Scientists Genetically Edit Mice To Have Female Only Litters With 100 Percent Efficiency

Scientists have genetically edited mice so they only give birth to litters of all male or female offspring. Tests showed the technology was 100 percent effective, and researchers believe it could be used to vastly improve animal welfare in laboratory tests and agriculture.

Often in farming or laboratory studies on animals, only one sex is required. For example, in dairy farming only females are required. In research into reproduction, only males or females would be required, depending on what was being investigated.

Normally, the animal of the wrong sex would be killed at birth, posing a major animal welfare issue, especially in agriculture where males are seen as surplus.

It is estimated that up to 6 billion male chicks are killed every year because they do not lay eggs and do not make good meat. In the U.S., this amounts to around 300 million male chicks annually. In the dairy industry, hundreds of thousands of male calves are killed, often in the first week of their lives.

In their latest research, published in Nature Communications, Charlotte Douglas from the U.K.'s Francis Crick Institute looked at gene editing to solve this problem. With colleagues, Douglas set about developing a genetic system that inactivates embryos just after fertilization so that only one sex develops.

The system involves CRISPR gene editing. The team spliced the DNA allowing them to alter the mice genes, placing one element onto the male's X or Y chromosome. This would then be inherited by the female or male embryo. Another gene involved in DNA replication and repair was then targeted. This means that when the embryo reached an incredibly early stage—between 16 and 32 cells—it could not develop any further.

In doing this, researchers were able to control what sex litters were with 100 percent efficiency. They also found litter size was not reduced significantly, with numbers between 61 and 72 percent of the control litters.

The team believes that because the genes targeted are found across mammalian species, it could be used in other animals to improve welfare. "Animals are essential genetic tools in scientific research and global resources in agriculture," they wrote in the study. "In both arenas, a single sex is often required in surplus. The ethical and financial burden of producing and culling animals of the undesired sex is considerable...Our approach, harnessing the technological applications of CRISPR-Cas9, may be applicable to other vertebrate species, and provides strides towards ethical improvements for laboratory research and agriculture."

mouse
Stock photo of a mouse. Researchers in the U.K. have genetically edited mice so they only have male or female offspring. Getty Images

James Turner, one of the study authors, said in a statement: "This work could have immediate and valuable impact in scientific laboratories, as we've shown how it is safe and effective in mice, a common mammal used in medical and scientific research."

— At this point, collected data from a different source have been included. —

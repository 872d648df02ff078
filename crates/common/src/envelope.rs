//! # Envelope
//!
//! The versioned, self-describing container every record and queue message
//! travels in. Wire format (JSON):
//!
//! ```text
//! {
//!   "version": 1,
//!   "type": "entity",
//!   "options": {
//!     "source": "<uuid>",
//!     "signature-mode": "none" | "signed" | "authenticated",
//!     "signature": "<base64>",                       // iff mode != none
//!     "signature-inputs": { "key-id": "p1" },        // authenticated mode
//!     "recipients": { "<uuid>" | "secret:<key-id>": "<base64 wrapped key>" }
//!   },
//!   "body": { ...plaintext json... } | "<base64 ciphertext>"
//! }
//! ```
//!
//! The codec here is pure data: it checks shape, never signatures. Maps are
//! ordered and empty optionals are omitted, so encoding is canonical and a
//! decoded envelope re-encodes to the exact same bytes.

use std::collections::BTreeMap;

use serde::{Deserialize, Serialize};
use serde_with::base64::Base64;
use serde_with::serde_as;
use uuid::Uuid;

/// Version written by this implementation
pub const ENVELOPE_VERSION: u32 = 1;
/// Versions [`decode`] accepts
pub const KNOWN_VERSIONS: &[u32] = &[1];

/// `signature-inputs` entry naming the pre-shared secret of an authenticated envelope
pub const KEY_ID_INPUT: &str = "key-id";
/// Prefix of the recipient slot holding a content key wrapped under a pre-shared secret
pub const SECRET_SLOT_PREFIX: &str = "secret:";

/// Well-known values of the envelope `type` field
pub mod kinds {
    pub const ENTITY: &str = "entity";
    pub const PUBLIC_ENTITY: &str = "public-entity";
    pub const TAG_INDEX: &str = "tag-index";
    pub const CA: &str = "ca";
    pub const CSR: &str = "csr";
    pub const CERTIFICATE: &str = "certificate";
    pub const REGISTRATION: &str = "registration";
    pub const INVITE: &str = "invite";
}

#[derive(Debug, thiserror::Error)]
pub enum EnvelopeError {
    #[error("malformed envelope: {0}")]
    Malformed(String),
}

impl From<serde_json::Error> for EnvelopeError {
    fn from(e: serde_json::Error) -> Self {
        EnvelopeError::Malformed(e.to_string())
    }
}

/// How the envelope's signature must be checked
#[derive(Debug, Clone, Copy, PartialEq, Eq, Hash, Serialize, Deserialize)]
#[serde(rename_all = "lowercase")]
pub enum SignatureMode {
    /// Unsigned draft
    None,
    /// Ed25519 signature by the `source` entity
    Signed,
    /// HMAC under the pre-shared secret named by `signature-inputs["key-id"]`
    Authenticated,
}

impl std::fmt::Display for SignatureMode {
    fn fmt(&self, f: &mut std::fmt::Formatter<'_>) -> std::fmt::Result {
        match self {
            SignatureMode::None => write!(f, "none"),
            SignatureMode::Signed => write!(f, "signed"),
            SignatureMode::Authenticated => write!(f, "authenticated"),
        }
    }
}

/// Raw bytes carried as a base64 string
#[serde_as]
#[derive(Debug, Clone, PartialEq, Eq, Hash, Serialize, Deserialize)]
pub struct Blob(#[serde_as(as = "Base64")] pub Vec<u8>);

impl Blob {
    pub fn as_bytes(&self) -> &[u8] {
        &self.0
    }
}

impl From<Vec<u8>> for Blob {
    fn from(bytes: Vec<u8>) -> Self {
        Blob(bytes)
    }
}

#[derive(Debug, Clone, PartialEq, Eq, Serialize, Deserialize)]
#[serde(rename_all = "kebab-case")]
pub struct Options {
    /// Id of the entity that produced the envelope
    pub source: Uuid,
    pub signature_mode: SignatureMode,
    #[serde(default, skip_serializing_if = "Option::is_none")]
    pub signature: Option<Blob>,
    #[serde(default, skip_serializing_if = "BTreeMap::is_empty")]
    pub signature_inputs: BTreeMap<String, String>,
    /// Recipient slot -> wrapped content key
    #[serde(default, skip_serializing_if = "BTreeMap::is_empty")]
    pub recipients: BTreeMap<String, Blob>,
}

/// Envelope payload: plaintext JSON object, or ciphertext
#[derive(Debug, Clone, PartialEq, Serialize, Deserialize)]
#[serde(untagged)]
pub enum Body {
    Plain(serde_json::Map<String, serde_json::Value>),
    Sealed(Blob),
}

#[derive(Debug, Clone, PartialEq, Serialize, Deserialize)]
pub struct Envelope {
    pub version: u32,
    #[serde(rename = "type")]
    pub kind: String,
    pub options: Options,
    pub body: Body,
}

/// Recipient slot for an entity
pub fn entity_slot(id: &Uuid) -> String {
    id.to_string()
}

/// Recipient slot for a pre-shared secret
pub fn secret_slot(key_id: &str) -> String {
    format!("{}{}", SECRET_SLOT_PREFIX, key_id)
}

/// Parse and validate an envelope. Either the whole envelope is valid or
/// nothing is returned.
pub fn decode(bytes: &[u8]) -> Result<Envelope, EnvelopeError> {
    let envelope: Envelope = serde_json::from_slice(bytes)?;
    envelope.validate()?;
    Ok(envelope)
}

/// Canonical JSON encoding of an envelope
pub fn encode(envelope: &Envelope) -> Result<Vec<u8>, EnvelopeError> {
    Ok(serde_json::to_vec(envelope)?)
}

impl Envelope {
    /// A fresh unsigned draft
    pub fn new(kind: impl Into<String>, source: Uuid, body: Body) -> Self {
        Self {
            version: ENVELOPE_VERSION,
            kind: kind.into(),
            options: Options {
                source,
                signature_mode: SignatureMode::None,
                signature: None,
                signature_inputs: BTreeMap::new(),
                recipients: BTreeMap::new(),
            },
            body,
        }
    }

    pub fn encode(&self) -> Result<Vec<u8>, EnvelopeError> {
        encode(self)
    }

    pub fn source(&self) -> &Uuid {
        &self.options.source
    }

    pub fn signature_mode(&self) -> SignatureMode {
        self.options.signature_mode
    }

    /// Id of the pre-shared secret an authenticated envelope was made with
    pub fn key_id(&self) -> Option<&str> {
        self.options
            .signature_inputs
            .get(KEY_ID_INPUT)
            .map(String::as_str)
    }

    /// Entity ids holding a recipient slot (secret slots excluded)
    pub fn recipient_ids(&self) -> Vec<Uuid> {
        self.options
            .recipients
            .keys()
            .filter(|slot| !slot.starts_with(SECRET_SLOT_PREFIX))
            .filter_map(|slot| Uuid::parse_str(slot).ok())
            .collect()
    }

    pub fn is_sealed(&self) -> bool {
        matches!(self.body, Body::Sealed(_))
    }

    /// Bytes covered by the signature: the canonical encoding with the
    /// signature itself removed. Everything else, body and options alike,
    /// is covered.
    pub fn signing_bytes(&self) -> Result<Vec<u8>, EnvelopeError> {
        let mut unsigned = self.clone();
        unsigned.options.signature = None;
        encode(&unsigned)
    }

    fn validate(&self) -> Result<(), EnvelopeError> {
        if !KNOWN_VERSIONS.contains(&self.version) {
            return Err(EnvelopeError::Malformed(format!(
                "unknown version {}",
                self.version
            )));
        }
        if self.kind.trim().is_empty() {
            return Err(EnvelopeError::Malformed("missing type".to_string()));
        }
        match (self.options.signature_mode, &self.options.signature) {
            (SignatureMode::None, Some(_)) => {
                return Err(EnvelopeError::Malformed(
                    "signature present on an unsigned envelope".to_string(),
                ))
            }
            (SignatureMode::Signed | SignatureMode::Authenticated, None) => {
                return Err(EnvelopeError::Malformed(format!(
                    "signature-mode {} without signature",
                    self.options.signature_mode
                )))
            }
            _ => {}
        }
        if self.options.signature_mode == SignatureMode::Authenticated && self.key_id().is_none()
        {
            return Err(EnvelopeError::Malformed(
                "authenticated envelope without key-id".to_string(),
            ));
        }
        Ok(())
    }
}

#[cfg(test)]
mod test {
    use super::*;
    use serde_json::json;

    fn plain_body() -> Body {
        match json!({"name": "web-01", "tags": ["web", "edge"]}) {
            serde_json::Value::Object(map) => Body::Plain(map),
            _ => unreachable!(),
        }
    }

    fn signed_envelope() -> Envelope {
        let mut envelope = Envelope::new(kinds::CSR, Uuid::now_v7(), plain_body());
        envelope.options.signature_mode = SignatureMode::Signed;
        envelope.options.signature = Some(Blob(vec![7u8; 64]));
        envelope
    }

    #[test]
    fn test_encode_decode_is_byte_identical() {
        let mut envelope = Envelope::new(
            kinds::REGISTRATION,
            Uuid::now_v7(),
            Body::Sealed(Blob(vec![1, 2, 3, 4, 5])),
        );
        envelope.options.signature_mode = SignatureMode::Authenticated;
        envelope.options.signature = Some(Blob(vec![9u8; 32]));
        envelope
            .options
            .signature_inputs
            .insert(KEY_ID_INPUT.to_string(), "p1".to_string());
        envelope
            .options
            .recipients
            .insert(secret_slot("p1"), Blob(vec![3u8; 40]));
        envelope
            .options
            .recipients
            .insert(entity_slot(&Uuid::now_v7()), Blob(vec![4u8; 72]));

        let bytes = encode(&envelope).unwrap();
        let decoded = decode(&bytes).unwrap();
        assert_eq!(decoded, envelope);
        assert_eq!(encode(&decoded).unwrap(), bytes);
    }

    #[test]
    fn test_wire_layout() {
        let envelope = signed_envelope();
        let value: serde_json::Value = serde_json::from_slice(&encode(&envelope).unwrap()).unwrap();
        assert_eq!(value["version"], 1);
        assert_eq!(value["type"], "csr");
        assert_eq!(value["options"]["signature-mode"], "signed");
        assert!(value["options"]["signature"].is_string());
        assert!(value["options"].get("recipients").is_none());
        assert_eq!(value["body"]["name"], "web-01");
    }

    #[test]
    fn test_signing_bytes_exclude_signature_only() {
        let envelope = signed_envelope();
        let mut resigned = envelope.clone();
        resigned.options.signature = Some(Blob(vec![8u8; 64]));
        assert_eq!(
            envelope.signing_bytes().unwrap(),
            resigned.signing_bytes().unwrap()
        );

        let mut tampered = envelope.clone();
        tampered.kind = kinds::CERTIFICATE.to_string();
        assert_ne!(
            envelope.signing_bytes().unwrap(),
            tampered.signing_bytes().unwrap()
        );
    }

    #[test]
    fn test_decode_rejects_malformed() {
        let source = Uuid::now_v7();
        let cases = vec![
            json!({"version": 2, "type": "x", "options": {"source": source, "signature-mode": "none"}, "body": {}}),
            json!({"version": 1, "type": "", "options": {"source": source, "signature-mode": "none"}, "body": {}}),
            json!({"version": 1, "options": {"source": source, "signature-mode": "none"}, "body": {}}),
            json!({"version": 1, "type": "x", "options": {"signature-mode": "none"}, "body": {}}),
            json!({"version": 1, "type": "x", "options": {"source": source}, "body": {}}),
            json!({"version": 1, "type": "x", "options": {"source": source, "signature-mode": "none"}}),
            json!({"version": 1, "type": "x", "options": {"source": source, "signature-mode": "none"}, "body": 5}),
            json!({"version": 1, "type": "x", "options": {"source": source, "signature-mode": "signed"}, "body": {}}),
            json!({"version": 1, "type": "x", "options": {"source": source, "signature-mode": "authenticated", "signature": "AAAA"}, "body": {}}),
            json!({"version": 1, "type": "x", "options": {"source": source, "signature-mode": "none"}, "body": "not base64!"}),
        ];
        for case in cases {
            let bytes = serde_json::to_vec(&case).unwrap();
            assert!(
                matches!(decode(&bytes), Err(EnvelopeError::Malformed(_))),
                "accepted {}",
                case
            );
        }
        assert!(decode(b"not json").is_err());
    }

    #[test]
    fn test_recipient_ids_skip_secret_slots() {
        let id = Uuid::now_v7();
        let mut envelope = Envelope::new(kinds::ENTITY, id, Body::Sealed(Blob(vec![0])));
        envelope
            .options
            .recipients
            .insert(entity_slot(&id), Blob(vec![1]));
        envelope
            .options
            .recipients
            .insert(secret_slot("p1"), Blob(vec![2]));
        assert_eq!(envelope.recipient_ids(), vec![id]);
        assert!(envelope.is_sealed());
    }
}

Peter Ellis, another author on the study, said that ethical and regulatory issues need to be addressed before it is introduced to the agriculture industry. "Further research is needed, first to develop the particular gene editing toolkits for different species, and then to check they are safe and effective," he said.

PETA, however, says the research overlooks the wider problem of animal cruelty within these industries. Dr. Julia Baines, PETA's Science Policy Manager, told Newsweek: "Animals are not ours to manipulate, and they can't consent to humans tampering with their genomes to increase corporate profits. Mice are intelligent, sensitive, social beings who have their own lives, feelings, and desires ... Just as genetically modifying humans is unacceptable, so is doing it to other animals who can't protect themselves from such invasive procedures.

"Gene tweaking doesn't help animals still being bred to feed the demand of the laboratory supply chain. The only way to stop cruelty to all animals in laboratories is to make the transition to modern, human-relevant science that doesn't involve the use of animals."

This article has been updated with quotes from Julia Baines.